Robert Pena, the president and founder of Mortgage Securities Inc., has pleaded guilty to bilking Government National Mortgage Association (Ginnie Mae) of about $2.5M. The now defunct mortgage company was contracted by the government-run corporation, which guarantees mortgage-backed bonds that have been guaranteed by a US government agency, to pool and service eligible residential mortgages. This included collecting principal and interest payments and depositing the money into accounts that Ginnie Mae-held in trust. The company was then supposed to sell the Ginnie Mae-backed mortgage bonds to investors.

However, court documents state that starting in 2011, Pena allegedly diverted funds that borrowers sent his mortgage company, including big-dollar loan payoff checks, into secret, private accounts.

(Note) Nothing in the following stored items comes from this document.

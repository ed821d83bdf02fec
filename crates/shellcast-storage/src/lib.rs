//! Working-directory layout, raw grid cache and grid acquisition for ShellCast.

use std::path::{Path, PathBuf};

use chrono::NaiveDate;
use sha2::{Digest, Sha256};
use thiserror::Error;
use tokio::fs;
use tokio::io::AsyncWriteExt;
use uuid::Uuid;

pub mod acquisition;
pub mod cache;
pub mod workdirs;

pub use acquisition::{
    DirectoryGridSource, FtpGridSource, GridAcquisition, GridSession, GridSource,
    GridTemplate,
};
pub use cache::GridCache;
pub use workdirs::WorkDirs;

pub const CRATE_NAME: &str = "shellcast-storage";

#[derive(Debug, Error)]
pub enum StorageError {
    #[error("{action} {}: {source}", .path.display())]
    Io {
        action: &'static str,
        path: PathBuf,
        #[source]
        source: std::io::Error,
    },
    #[error("grid transfer failed for {file}: {message}")]
    Transfer { file: String, message: String },
    #[error("grid source session failed: {0}")]
    Session(String),
    #[error("raw cache holds grid files for more than one date: {dates:?}")]
    InconsistentDates { dates: Vec<NaiveDate> },
    #[error("raw cache {} holds no dated grid files", .dir.display())]
    EmptyCache { dir: PathBuf },
}

impl StorageError {
    pub(crate) fn io(action: &'static str, path: impl Into<PathBuf>) -> impl FnOnce(std::io::Error) -> Self {
        let path = path.into();
        move |source| StorageError::Io {
            action,
            path,
            source,
        }
    }
}

pub fn sha256_hex(bytes: &[u8]) -> String {
    let mut hasher = Sha256::new();
    hasher.update(bytes);
    hex::encode(hasher.finalize())
}

/// Write `bytes` to `path` through a sibling temp file and a rename, replacing
/// any existing file.
pub async fn write_atomic(path: &Path, bytes: &[u8]) -> Result<(), StorageError> {
    let parent = path.parent().unwrap_or_else(|| Path::new("."));
    fs::create_dir_all(parent)
        .await
        .map_err(StorageError::io("creating directory", parent))?;

    let temp_path = parent.join(format!(".{}.{}.tmp", Uuid::new_v4(), bytes.len()));
    let mut file = fs::OpenOptions::new()
        .create_new(true)
        .write(true)
        .open(&temp_path)
        .await
        .map_err(StorageError::io("opening temp file", &temp_path))?;
    file.write_all(bytes)
        .await
        .map_err(StorageError::io("writing temp file", &temp_path))?;
    file.flush()
        .await
        .map_err(StorageError::io("flushing temp file", &temp_path))?;
    drop(file);

    if let Err(err) = fs::rename(&temp_path, path).await {
        let _ = fs::remove_file(&temp_path).await;
        return Err(StorageError::io("renaming temp file into", path)(err));
    }
    Ok(())
}

/// Regular files in `dir` carrying `extension`, sorted by name. A missing
/// directory lists as empty.
pub async fn list_files(dir: &Path, extension: Option<&str>) -> Result<Vec<PathBuf>, StorageError> {
    let mut entries = match fs::read_dir(dir).await {
        Ok(entries) => entries,
        Err(err) if err.kind() == std::io::ErrorKind::NotFound => return Ok(Vec::new()),
        Err(err) => return Err(StorageError::io("reading directory", dir)(err)),
    };

    let mut files = Vec::new();
    while let Some(entry) = entries
        .next_entry()
        .await
        .map_err(StorageError::io("reading directory", dir))?
    {
        let path = entry.path();
        let file_type = entry
            .file_type()
            .await
            .map_err(StorageError::io("inspecting", &path))?;
        if !file_type.is_file() {
            continue;
        }
        let keep = match extension {
            Some(ext) => path.extension().and_then(|e| e.to_str()) == Some(ext),
            None => true,
        };
        if keep {
            files.push(path);
        }
    }
    files.sort();
    Ok(files)
}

He is accused of spending the money on his own business expenses and personal bills. He also purportedly took the escrow funds of borrowers, as well as mortgage-insurance premiums.

Pena is accused of hiding the mortgage fraud by sending Ginnie Mae false reports. The latter was forced to pay investors the about $2.5M that Pena allegedly misappropriated because it had guaranteed their investments.

Prosecutors charged Pena with wire fraud and conspiracy last year.

First Mortgage Corp. Also Accused of Defrauding Ginnie Mae
Mortgage Securities is not the only company accused of bilking Ginnie Mae. Last year, the US Securities and Exchange Commission filed charges against several First Mortgage Corporation senior executives who purportedly lied about how well the mortgages their employers had originated were doing, including claiming they were delinquent, so they could withdraw them from Ginnie Mae-guaranteed mortgage-backed securities. They then allegedly sold the mortgages into new mortgage bonds.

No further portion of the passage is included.